What lines in the records below include the word "comment"? Return each one.

Record set section start

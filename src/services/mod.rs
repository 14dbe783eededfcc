pub mod assistant_service;
pub mod auth_service;
pub mod cloudinary_service;
pub mod gemini_service;
pub mod intent_service;
pub mod user_service;

pub use cloudinary_service::{CloudinaryClient, ImageUploader};
pub use gemini_service::{GeminiClient, LanguageModel};
use actix_web::{http::StatusCode, HttpResponse, ResponseError};
use std::fmt;

#[derive(Debug)]
pub enum AppError {
    DatabaseError(String),
    NotFound(String),
    InvalidRequest(String),
    Unauthorized(String),
    /// Falha em API externa (modelo de linguagem, upload de mídia)
    UpstreamError(String),
    Internal(String),
}

impl fmt::Display for AppError {
    fn fmt(&self, f: &mut fmt::Formatter<'_>) -> fmt::Result {
        match self {
            AppError::DatabaseError(msg) => write!(f, "Database error: {}", msg),
            AppError::NotFound(msg) => write!(f, "Not found: {}", msg),
            AppError::InvalidRequest(msg) => write!(f, "Invalid request: {}", msg),
            AppError::Unauthorized(msg) => write!(f, "Unauthorized: {}", msg),
            AppError::UpstreamError(msg) => write!(f, "Upstream error: {}", msg),
            AppError::Internal(msg) => write!(f, "Internal error: {}", msg),
        }
    }
}

impl std::error::Error for AppError {}

impl AppError {
    /// Message safe to show to the client (no "Database error:" prefixes).
    pub fn client_message(&self) -> &str {
        match self {
            AppError::DatabaseError(_) | AppError::Internal(_) => "internal server error",
            AppError::UpstreamError(_) => "upstream service error",
            AppError::NotFound(msg) | AppError::InvalidRequest(msg) | AppError::Unauthorized(msg) => msg,
        }
    }
}

impl ResponseError for AppError {
    fn status_code(&self) -> StatusCode {
        match self {
            AppError::DatabaseError(_) | AppError::Internal(_) => StatusCode::INTERNAL_SERVER_ERROR,
            AppError::NotFound(_) => StatusCode::NOT_FOUND,
            AppError::InvalidRequest(_) => StatusCode::BAD_REQUEST,
            AppError::Unauthorized(_) => StatusCode::UNAUTHORIZED,
            AppError::UpstreamError(_) => StatusCode::BAD_GATEWAY,
        }
    }

    fn error_response(&self) -> HttpResponse {
        HttpResponse::build(self.status_code()).json(serde_json::json!({
            "success": false,
            "message": self.client_message()
        }))
    }
}

impl From<mongodb::error::Error> for AppError {
    fn from(e: mongodb::error::Error) -> Self {
        AppError::DatabaseError(e.to_string())
    }
}
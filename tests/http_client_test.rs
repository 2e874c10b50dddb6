// Copyright (c) 2026 Bountyy Oy. All rights reserved.
// This software is proprietary and confidential.

/**
 * Bountyy Oy - HTTP Client Tests
 * Tests for caching, mutant sending and response capture
 *
 * @copyright 2026 Bountyy Oy
 * @license Proprietary
 */

use lonkero_mutator::fuzzer::{CapabilitySet, MutantFactory};
use lonkero_mutator::http_client::HttpClient;
use lonkero_mutator::request::{Cookie, FieldKind, Form, FuzzableRequest, RequestBody};
use wiremock::{
    matchers::{body_string, body_string_contains, header, method, path, query_param},
    Mock, MockServer, ResponseTemplate,
};

#[tokio::test]
async fn test_http_client_get_success() {
    let mock_server = MockServer::start().await;

    Mock::given(method("GET"))
        .and(path("/test"))
        .respond_with(ResponseTemplate::new(200).set_body_string("Success"))
        .mount(&mock_server)
        .await;

    let client = HttpClient::new(30, 0).unwrap();
    let url = format!("{}/test", &mock_server.uri());
    let response = client.get(&url).await.unwrap();

    assert_eq!(response.status_code, 200);
    assert_eq!(response.body, "Success");
}

#[tokio::test]
async fn test_http_client_caching() {
    let mock_server = MockServer::start().await;

    Mock::given(method("GET"))
        .and(path("/cacheable"))
        .respond_with(ResponseTemplate::new(200).set_body_string("Cached response"))
        .expect(1)
        .mount(&mock_server)
        .await;

    let client = HttpClient::new(30, 0).unwrap().with_cache(100, 60);
    let url = format!("{}/cacheable", &mock_server.uri());

    let response1 = client.get_cached(&url, Vec::new()).await.unwrap();
    let response2 = client.get_cached(&url, Vec::new()).await.unwrap();

    assert_eq!(response2.body, response1.body);
    assert_eq!(response2.id, response1.id);
}

#[tokio::test]
async fn test_http_client_cache_key_includes_headers() {
    let mock_server = MockServer::start().await;

    Mock::given(method("GET"))
        .and(path("/keyed"))
        .respond_with(ResponseTemplate::new(200))
        .expect(2)
        .mount(&mock_server)
        .await;

    let client = HttpClient::new(30, 0).unwrap().with_cache(100, 60);
    let url = format!("{}/keyed", &mock_server.uri());

    let plain = client.get_cached(&url, Vec::new()).await.unwrap();
    let with_header = client
        .get_cached(&url, vec![("Translate".to_string(), "f".to_string())])
        .await
        .unwrap();
    let again = client
        .get_cached(&url, vec![("translate".to_string(), "f".to_string())])
        .await
        .unwrap();

    assert_ne!(plain.id, with_header.id);
    assert_eq!(with_header.id, again.id);
}

#[tokio::test]
async fn test_http_client_keeps_every_set_cookie() {
    let mock_server = MockServer::start().await;

    Mock::given(method("GET"))
        .respond_with(
            ResponseTemplate::new(200)
                .append_header("Set-Cookie", "a=1")
                .append_header("Set-Cookie", "AL_SESS=xyz"),
        )
        .mount(&mock_server)
        .await;

    let client = HttpClient::new(30, 0).unwrap();
    let response = client.get(&mock_server.uri()).await.unwrap();

    assert_eq!(response.set_cookies.len(), 2);
    assert!(response.set_cookies.iter().any(|c| c == "AL_SESS=xyz"));
}

#[tokio::test]
async fn test_http_client_sends_post_mutant() {
    let mock_server = MockServer::start().await;

    Mock::given(method("POST"))
        .and(path("/login"))
        .and(query_param("action", "login"))
        .and(header("Content-Type", "application/x-www-form-urlencoded"))
        .and(header("Cookie", "sid=1"))
        .and(body_string("user=%27&pass=secret"))
        .respond_with(ResponseTemplate::new(500).set_body_string("SQL syntax error"))
        .expect(1)
        .mount(&mock_server)
        .await;

    let request = FuzzableRequest::post(
        &format!("{}/login?action=login", mock_server.uri()),
        RequestBody::Raw("user=admin&pass=secret".to_string()),
    )
    .unwrap()
    .with_cookie(Cookie::parse("sid=1"));

    let mutants = MutantFactory::new(CapabilitySet::default())
        .create_mutants(&request, &["'".to_string()], false, &[], None)
        .unwrap();

    let client = HttpClient::new(30, 0).unwrap();
    let response = client.send(mutants[0].request()).await.unwrap();

    assert_eq!(response.status_code, 500);
    assert!(response.contains("SQL syntax"));
}

#[tokio::test]
async fn test_http_client_sends_multipart_form() {
    let mock_server = MockServer::start().await;

    Mock::given(method("POST"))
        .and(path("/upload"))
        .and(body_string_contains("<?php echo 1; ?>"))
        .respond_with(ResponseTemplate::new(200))
        .expect(1)
        .mount(&mock_server)
        .await;

    let mut form = Form::new();
    form.add_input("doc", FieldKind::File, "");
    let request = FuzzableRequest::post(
        &format!("{}/upload", mock_server.uri()),
        RequestBody::Form(form),
    )
    .unwrap();

    let capabilities = CapabilitySet {
        fuzz_file_content: true,
        ..CapabilitySet::default()
    };
    let mutants = MutantFactory::new(capabilities)
        .create_mutants(&request, &["<?php echo 1; ?>".to_string()], false, &[], None)
        .unwrap();
    assert_eq!(mutants.len(), 1);

    let client = HttpClient::new(30, 0).unwrap();
    let response = client.send(mutants[0].request()).await.unwrap();
    assert_eq!(response.status_code, 200);
}

#[tokio::test]
async fn test_http_client_does_not_follow_redirects() {
    let mock_server = MockServer::start().await;

    Mock::given(method("GET"))
        .and(path("/old"))
        .respond_with(ResponseTemplate::new(302).insert_header("Location", "/new"))
        .mount(&mock_server)
        .await;

    let client = HttpClient::new(30, 0).unwrap();
    let response = client
        .get(&format!("{}/old", mock_server.uri()))
        .await
        .unwrap();

    assert_eq!(response.status_code, 302);
    assert_eq!(response.header("location").as_deref(), Some("/new"));
}

#[tokio::test]
async fn test_http_client_error_handling() {
    let client = HttpClient::new(2, 1).unwrap();
    let result = client.get("http://127.0.0.1:1/unreachable").await;
    assert!(result.is_err());
}
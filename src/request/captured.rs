// Copyright (c) 2026 Bountyy Oy. All rights reserved.
// This software is proprietary and confidential.

use serde::{Deserialize, Serialize};

use super::cookie::Cookie;
use super::data_container::{FileUpload, ParamValue};
use super::form::{FieldKind, Form};
use super::fuzzable_request::{FuzzableRequest, RequestBody};
use super::headers::Headers;
use crate::errors::{MutationError, MutationResult};

/// A captured request as handed over by a crawler or proxy (JSON/YAML)
#[derive(Debug, Clone, Serialize, Deserialize)]
pub struct CapturedRequest {
    pub url: String,
    #[serde(default = "default_method")]
    pub method: String,
    #[serde(default)]
    pub headers: Vec<CapturedHeader>,
    #[serde(default)]
    pub cookie: Option<String>,
    /// Raw body, classified later by the orchestrator
    #[serde(default)]
    pub body: Option<String>,
    /// Form fields; when present they take precedence over `body`
    #[serde(default)]
    pub form: Vec<CapturedField>,
}

#[derive(Debug, Clone, Serialize, Deserialize)]
pub struct CapturedHeader {
    pub name: String,
    pub value: String,
}

#[derive(Debug, Clone, Serialize, Deserialize)]
pub struct CapturedField {
    pub name: String,
    #[serde(rename = "type", default = "default_field_type")]
    pub field_type: String,
    #[serde(default)]
    pub value: String,
}

fn default_method() -> String {
    "GET".to_string()
}

fn default_field_type() -> String {
    "text".to_string()
}

impl CapturedRequest {
    pub fn from_json(raw: &str) -> MutationResult<Self> {
        serde_json::from_str(raw)
            .map_err(|e| MutationError::invalid_request(format!("bad captured request: {}", e)))
    }
}

impl TryFrom<CapturedRequest> for FuzzableRequest {
    type Error = MutationError;

    fn try_from(captured: CapturedRequest) -> MutationResult<Self> {
        let mut request = FuzzableRequest::new(&captured.url, &captured.method)?;

        let mut headers = Headers::new();
        let mut cookie_header = captured.cookie;
        for header in captured.headers {
            if header.name.eq_ignore_ascii_case("cookie") {
                cookie_header.get_or_insert(header.value);
            } else {
                headers.set(&header.name, header.value);
            }
        }
        request = request.with_headers(headers);

        if let Some(raw) = cookie_header.filter(|raw| !raw.trim().is_empty()) {
            request = request.with_cookie(Cookie::parse(&raw));
        }

        let body = if !captured.form.is_empty() {
            let mut form = Form::new();
            for field in captured.form {
                let kind = FieldKind::from_input_type(&field.field_type);
                let value = match kind {
                    FieldKind::File => ParamValue::File(FileUpload::placeholder(field.value)),
                    _ => ParamValue::Text(field.value),
                };
                form.add_input(&field.name, kind, value);
            }
            RequestBody::Form(form)
        } else {
            match captured.body {
                Some(raw) if !raw.is_empty() => RequestBody::Raw(raw),
                _ => RequestBody::Empty,
            }
        };

        Ok(request.with_body(body))
    }
}
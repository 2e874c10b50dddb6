// Copyright (c) 2026 Bountyy Oy. All rights reserved.
// This software is proprietary and confidential.

/**
 * Bountyy Oy - WAF Fingerprint Tests
 * Signature checks against mock servers, run-once behaviour
 *
 * @copyright 2026 Bountyy Oy
 * @license Proprietary
 */

use lonkero_mutator::errors::ScannerError;
use lonkero_mutator::http_client::HttpClient;
use lonkero_mutator::request::FuzzableRequest;
use lonkero_mutator::scanners::WafFingerprinter;
use lonkero_mutator::types::FindingsStore;
use lonkero_mutator::worker::ProbePool;
use std::sync::Arc;
use wiremock::{
    matchers::{header_exists, method},
    Mock, MockServer, ResponseTemplate,
};

fn fingerprinter() -> WafFingerprinter {
    let client = HttpClient::new(5, 0).unwrap().with_cache(100, 60);
    WafFingerprinter::new(Arc::new(client), ProbePool::new(4, 16))
}

async fn target(server: &MockServer) -> FuzzableRequest {
    FuzzableRequest::get(&format!("{}/", server.uri())).unwrap()
}

#[tokio::test]
async fn test_plain_server_has_no_findings() {
    let mock_server = MockServer::start().await;
    Mock::given(method("GET"))
        .respond_with(ResponseTemplate::new(200).set_body_string("<html>ok</html>"))
        .mount(&mock_server)
        .await;

    let findings = fingerprinter()
        .discover(&target(&mock_server).await)
        .await
        .unwrap();
    assert!(findings.is_empty(), "unexpected findings: {:?}", findings);
}

#[tokio::test]
async fn test_teros_cookie() {
    let mock_server = MockServer::start().await;
    Mock::given(method("GET"))
        .respond_with(
            ResponseTemplate::new(200)
                .insert_header("Set-Cookie", "st8id=1e1bcc1010b6de32734c584317443b31; path=/"),
        )
        .mount(&mock_server)
        .await;

    let scanner = fingerprinter();
    let findings = scanner.discover(&target(&mock_server).await).await.unwrap();

    assert_eq!(findings.len(), 1);
    let finding = &findings[0];
    assert_eq!(finding.name, "Found TEROS");
    assert_eq!(
        finding.detail.as_deref(),
        Some("st8id=1e1bcc1010b6de32734c584317443b31; path=/")
    );
    assert!(finding
        .description
        .starts_with("The remote network seems to have a \"TEROS\" WAF deployed"));
    assert!(scanner.findings().has_vendor("TEROS"));
}

#[tokio::test]
async fn test_binarysec_server_banner() {
    let mock_server = MockServer::start().await;
    Mock::given(method("GET"))
        .respond_with(ResponseTemplate::new(200).insert_header("Server", "BinarySec/3.2.2"))
        .mount(&mock_server)
        .await;

    let findings = fingerprinter()
        .discover(&target(&mock_server).await)
        .await
        .unwrap();

    let vendors: Vec<&str> = findings.iter().map(|f| f.vendor.as_str()).collect();
    assert_eq!(vendors, vec!["BinarySec"]);
    assert_eq!(findings[0].detail.as_deref(), Some("BinarySec/3.2.2"));
}

#[tokio::test]
async fn test_urlscan_rejects_if_header() {
    let mock_server = MockServer::start().await;
    Mock::given(method("GET"))
        .and(header_exists("If"))
        .respond_with(ResponseTemplate::new(404))
        .with_priority(1)
        .mount(&mock_server)
        .await;
    Mock::given(method("GET"))
        .respond_with(ResponseTemplate::new(200))
        .mount(&mock_server)
        .await;

    let findings = fingerprinter()
        .discover(&target(&mock_server).await)
        .await
        .unwrap();

    let urlscan: Vec<_> = findings.iter().filter(|f| f.vendor == "URLScan").collect();
    assert_eq!(urlscan.len(), 1);
    assert_eq!(urlscan[0].detail, None);
}

#[tokio::test]
async fn test_urlscan_skipped_when_page_is_missing() {
    let mock_server = MockServer::start().await;
    Mock::given(method("GET"))
        .respond_with(ResponseTemplate::new(404))
        .mount(&mock_server)
        .await;

    let findings = fingerprinter()
        .discover(&target(&mock_server).await)
        .await
        .unwrap();
    assert!(findings.iter().all(|f| f.vendor != "URLScan"));
}

#[tokio::test]
async fn test_discover_runs_once() {
    let mock_server = MockServer::start().await;
    Mock::given(method("GET"))
        .respond_with(ResponseTemplate::new(200))
        .mount(&mock_server)
        .await;

    let scanner = fingerprinter();
    let request = target(&mock_server).await;
    assert!(scanner.discover(&request).await.is_ok());

    match scanner.discover(&request).await {
        Err(ScannerError::AlreadyExecuted { plugin }) => assert_eq!(plugin, "fingerprint_waf"),
        other => panic!("expected AlreadyExecuted, got {:?}", other),
    }
}

#[tokio::test]
async fn test_network_failures_are_contained() {
    let client = HttpClient::new(2, 0).unwrap();
    let store = FindingsStore::new();
    let scanner = WafFingerprinter::new(Arc::new(client), ProbePool::new(3, 4))
        .with_findings(store.clone());

    let request = FuzzableRequest::get("http://127.0.0.1:1/").unwrap();
    let findings = scanner.discover(&request).await.unwrap();

    assert!(findings.is_empty());
    assert!(store.is_empty());
}
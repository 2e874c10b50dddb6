// Copyright (c) 2026 Bountyy Oy. All rights reserved.
// This software is proprietary and confidential.

/**
 * Bountyy Oy - Mutant Assembly
 * One record type for every mutation kind, built by free assembly functions
 *
 * @copyright 2026 Bountyy Oy
 * @license Proprietary - Enterprise Edition
 */

use serde::{Deserialize, Serialize};
use std::fmt;

use crate::errors::{MutationError, MutationResult};
use crate::request::{Cookie, DataContainer, FuzzableRequest, JsonNode, RequestBody};

/// Variable name used for JSON body mutants
pub const JSON_VAR: &str = "JSON data";
/// Variable name used for file name mutants
pub const FILENAME_VAR: &str = "fuzzedFname";
/// Variable name used for URL path segment mutants
pub const URL_PARTS_VAR: &str = "fuzzedUrlParts";

/// Which request surface a mutant changes
#[derive(Debug, Clone, Copy, PartialEq, Eq, Hash, Serialize, Deserialize)]
#[serde(rename_all = "snake_case")]
pub enum MutantKind {
    QueryString,
    PostData,
    FileName,
    UrlParts,
    Headers,
    Json,
    Cookie,
    FileContent,
}

impl fmt::Display for MutantKind {
    fn fmt(&self, f: &mut fmt::Formatter<'_>) -> fmt::Result {
        let name = match self {
            MutantKind::QueryString => "query string",
            MutantKind::PostData => "post data",
            MutantKind::FileName => "file name",
            MutantKind::UrlParts => "URL parts",
            MutantKind::Headers => "header",
            MutantKind::Json => "JSON",
            MutantKind::Cookie => "cookie",
            MutantKind::FileContent => "file content",
        };
        f.write_str(name)
    }
}

/// Three-part reconstruction of a path or file name around the fuzzed chunk
#[derive(Debug, Clone, PartialEq, Eq, Serialize)]
pub struct UrlFragments {
    pub start: String,
    /// Encoded value placed between `start` and `end`
    pub fuzzed: String,
    pub end: String,
}

impl UrlFragments {
    pub fn joined(&self) -> String {
        format!("{}{}{}", self.start, self.fuzzed, self.end)
    }
}

/// The mutated surface as the strategy produced it
#[derive(Debug, Clone, PartialEq)]
pub enum MutatedSurface {
    Container(DataContainer),
    Json(JsonNode),
    Url(UrlFragments),
}

/// A candidate request differing from the original in exactly one field
#[derive(Debug, Clone)]
pub struct Mutant {
    kind: MutantKind,
    request: FuzzableRequest,
    surface: MutatedSurface,
    var: String,
    index: usize,
    original_value: String,
    mod_value: String,
    double_encoding: bool,
    safe_chars: String,
    original_response_body: Option<String>,
}

impl Mutant {
    pub fn kind(&self) -> MutantKind {
        self.kind
    }

    /// The fully mutated request, ready to send
    pub fn request(&self) -> &FuzzableRequest {
        &self.request
    }

    pub fn surface(&self) -> &MutatedSurface {
        &self.surface
    }

    /// Mutated container for flat-container mutants
    pub fn dc(&self) -> Option<&DataContainer> {
        match &self.surface {
            MutatedSurface::Container(container) => Some(container),
            _ => None,
        }
    }

    pub fn json(&self) -> Option<&JsonNode> {
        match &self.surface {
            MutatedSurface::Json(node) => Some(node),
            _ => None,
        }
    }

    pub fn fragments(&self) -> Option<&UrlFragments> {
        match &self.surface {
            MutatedSurface::Url(fragments) => Some(fragments),
            _ => None,
        }
    }

    pub fn var(&self) -> &str {
        &self.var
    }

    /// Repetition index of `var` (0 unless the name repeats)
    pub fn index(&self) -> usize {
        self.index
    }

    pub fn original_value(&self) -> &str {
        &self.original_value
    }

    /// The value actually placed into the field
    pub fn mod_value(&self) -> &str {
        &self.mod_value
    }

    pub fn is_double_encoded(&self) -> bool {
        self.double_encoding
    }

    pub fn safe_chars(&self) -> &str {
        &self.safe_chars
    }

    pub fn original_response_body(&self) -> Option<&str> {
        self.original_response_body.as_deref()
    }

    pub fn set_original_response_body(&mut self, body: impl Into<String>) {
        self.original_response_body = Some(body.into());
    }

    /// Set a header on the mutated request. Header mutants keep their fuzzed header.
    pub fn set_header(&mut self, name: &str, value: &str) {
        if self.kind == MutantKind::Headers && self.var.eq_ignore_ascii_case(name) {
            return;
        }
        self.request.headers_mut().set(name, value);
    }

    pub fn uri(&self) -> String {
        self.request.uri()
    }

    /// Human-readable location, for findings
    pub fn found_at(&self) -> String {
        let mut description = format!(
            "\"{}\", using HTTP method {}. The modified {} was \"{}\"",
            self.uri(),
            self.request.method(),
            self.kind,
            self.var
        );
        if self.index > 0 {
            description.push_str(&format!(" (repetition {})", self.index));
        }
        if let Some(body) = self.request.post_data() {
            description.push_str(&format!(" and the sent data was: \"{}\"", body));
        }
        description.push('.');
        description
    }

    pub fn summary(&self) -> MutantSummary {
        MutantSummary {
            kind: self.kind,
            variable: self.var.clone(),
            index: self.index,
            original_value: self.original_value.clone(),
            modified_value: self.mod_value.clone(),
            method: self.request.method().to_string(),
            uri: self.uri(),
            headers: self.request.headers().to_pairs(),
            cookie: self.request.cookie().map(Cookie::to_header_value),
            body: self.request.post_data(),
            double_encoding: self.double_encoding,
            has_baseline: self.original_response_body.is_some(),
        }
    }
}

/// Serialisable mutant description for reports and the CLI
#[derive(Debug, Clone, Serialize)]
pub struct MutantSummary {
    pub kind: MutantKind,
    pub variable: String,
    pub index: usize,
    pub original_value: String,
    pub modified_value: String,
    pub method: String,
    pub uri: String,
    pub headers: Vec<(String, String)>,
    #[serde(skip_serializing_if = "Option::is_none")]
    pub cookie: Option<String>,
    #[serde(skip_serializing_if = "Option::is_none")]
    pub body: Option<String>,
    pub double_encoding: bool,
    pub has_baseline: bool,
}

/// Identity of one flat-container mutation
#[derive(Debug, Clone)]
pub struct ContainerChange<'a> {
    pub var: &'a str,
    pub index: usize,
    pub original_value: &'a str,
    pub mod_value: &'a str,
}

/// Bind a mutated flat container to a clone of `base`.
///
/// Only query string, POST data, file content, header and cookie mutants
/// are container based.
pub fn assemble_container(
    kind: MutantKind,
    base: &FuzzableRequest,
    container: DataContainer,
    change: ContainerChange<'_>,
) -> MutationResult<Mutant> {
    let mut request = base.clone();

    match kind {
        MutantKind::QueryString => request.set_query(container.clone()),
        MutantKind::PostData | MutantKind::FileContent => {
            let body = match base.body() {
                RequestBody::Form(form) => RequestBody::Form(form.with_fields(container.clone())),
                _ => RequestBody::UrlEncoded(container.clone()),
            };
            request.set_body(body);
        }
        MutantKind::Headers => {
            let value = container
                .value(change.var, change.index)
                .map(|v| v.as_text().to_string())
                .ok_or_else(|| {
                    MutationError::invariant(format!("header {} missing from container", change.var))
                })?;
            request.headers_mut().set(change.var, value);
        }
        MutantKind::Cookie => request.set_cookie(Some(Cookie::from_container(container.clone()))),
        MutantKind::FileName | MutantKind::UrlParts | MutantKind::Json => {
            return Err(MutationError::UnsupportedAssembly { kind });
        }
    }

    Ok(Mutant {
        kind,
        request,
        surface: MutatedSurface::Container(container),
        var: change.var.to_string(),
        index: change.index,
        original_value: change.original_value.to_string(),
        mod_value: change.mod_value.to_string(),
        double_encoding: false,
        safe_chars: String::new(),
        original_response_body: None,
    })
}

/// Bind a mutated JSON document to a clone of `base`
pub fn assemble_json(
    base: &FuzzableRequest,
    document: JsonNode,
    original_value: String,
    mod_value: String,
) -> Mutant {
    let mut request = base.clone();
    request.set_body(RequestBody::Json(document.clone()));

    Mutant {
        kind: MutantKind::Json,
        request,
        surface: MutatedSurface::Json(document),
        var: JSON_VAR.to_string(),
        index: 0,
        original_value,
        mod_value,
        double_encoding: false,
        safe_chars: String::new(),
        original_response_body: None,
    }
}

/// Encoding options of a path mutant
#[derive(Debug, Clone, Default)]
pub struct PathEncoding {
    pub double_encoding: bool,
    pub safe_chars: String,
}

/// Rebuild the URL path of a clone of `base` from `fragments`.
///
/// File name fragments replace the last path segment; URL-parts fragments
/// replace the whole path.
pub fn assemble_path(
    kind: MutantKind,
    base: &FuzzableRequest,
    fragments: UrlFragments,
    original_value: &str,
    mod_value: &str,
    encoding: PathEncoding,
) -> MutationResult<Mutant> {
    let (var, path) = match kind {
        MutantKind::FileName => (
            FILENAME_VAR,
            format!("{}{}", base.directory(), fragments.joined()),
        ),
        MutantKind::UrlParts => (URL_PARTS_VAR, fragments.joined()),
        _ => return Err(MutationError::UnsupportedAssembly { kind }),
    };

    let mut request = base.clone();
    request.set_path(path);

    Ok(Mutant {
        kind,
        request,
        surface: MutatedSurface::Url(fragments),
        var: var.to_string(),
        index: 0,
        original_value: original_value.to_string(),
        mod_value: mod_value.to_string(),
        double_encoding: encoding.double_encoding,
        safe_chars: encoding.safe_chars,
        original_response_body: None,
    })
}

#[cfg(test)]
mod tests {
    use super::*;
    use crate::request::{FieldKind, Form};

    fn change<'a>(var: &'a str, original: &'a str, modified: &'a str) -> ContainerChange<'a> {
        ContainerChange {
            var,
            index: 0,
            original_value: original,
            mod_value: modified,
        }
    }

    #[test]
    fn test_query_string_assembly() {
        let base = FuzzableRequest::get("http://w3af.com/?a=1").unwrap();
        let mut dc = base.query().clone();
        dc.set("a", 0, "x");

        let mutant =
            assemble_container(MutantKind::QueryString, &base, dc, change("a", "1", "x")).unwrap();
        assert_eq!(mutant.uri(), "http://w3af.com/?a=x");
        assert_eq!(base.uri(), "http://w3af.com/?a=1");
        assert!(mutant.found_at().contains("query string"));
    }

    #[test]
    fn test_post_data_keeps_form_kinds() {
        let mut form = Form::new();
        form.add_input("upload", FieldKind::File, "");
        form.add_input("comment", FieldKind::Text, "");
        let base = FuzzableRequest::post("http://w3af.com/up", RequestBody::Form(form)).unwrap();

        let mut dc = base.form().unwrap().fields().clone();
        dc.set("comment", 0, "x");
        let mutant =
            assemble_container(MutantKind::PostData, &base, dc, change("comment", "", "x")).unwrap();

        let mutated = mutant.request().form().unwrap();
        assert_eq!(mutated.kind("upload"), FieldKind::File);
        assert_eq!(mutated.fields().value("comment", 0).unwrap().as_text(), "x");
    }

    #[test]
    fn test_header_assembly_sets_only_fuzzed_header() {
        let base = FuzzableRequest::get("http://w3af.com/").unwrap();
        let dc: DataContainer = vec![("Referer", "x"), ("User-Agent", "")].into_iter().collect();

        let mutant =
            assemble_container(MutantKind::Headers, &base, dc, change("Referer", "", "x")).unwrap();
        assert_eq!(mutant.request().headers().len(), 1);
        assert_eq!(mutant.request().headers().get("referer"), Some("x"));
    }

    #[test]
    fn test_wrong_assembly_is_rejected() {
        let base = FuzzableRequest::get("http://w3af.com/a").unwrap();
        let err = assemble_container(
            MutantKind::Json,
            &base,
            DataContainer::new(),
            change("a", "", ""),
        )
        .unwrap_err();
        assert_eq!(err, MutationError::UnsupportedAssembly { kind: MutantKind::Json });

        let fragments = UrlFragments {
            start: String::new(),
            fuzzed: "x".to_string(),
            end: String::new(),
        };
        assert!(assemble_path(
            MutantKind::Cookie,
            &base,
            fragments,
            "a",
            "x",
            PathEncoding::default()
        )
        .is_err());
    }

    #[test]
    fn test_set_header_respects_fuzzed_header() {
        let base = FuzzableRequest::get("http://w3af.com/").unwrap();
        let dc: DataContainer = vec![("If-None-Match", "probe")].into_iter().collect();
        let mut mutant = assemble_container(
            MutantKind::Headers,
            &base,
            dc,
            change("If-None-Match", "", "probe"),
        )
        .unwrap();

        mutant.set_header("If-None-Match", "\"etag\"");
        assert_eq!(mutant.request().headers().get("if-none-match"), Some("probe"));
    }
}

Record set section end

* [Answer space]
        form.add_input("comment", FieldKind::Text, "");
        dc.set("comment", 0, "x");
            assemble_container(MutantKind::PostData, &base, dc, change("comment", "", "x")).unwrap();
        assert_eq!(mutated.fields().value("comment", 0).unwrap().as_text(), "x");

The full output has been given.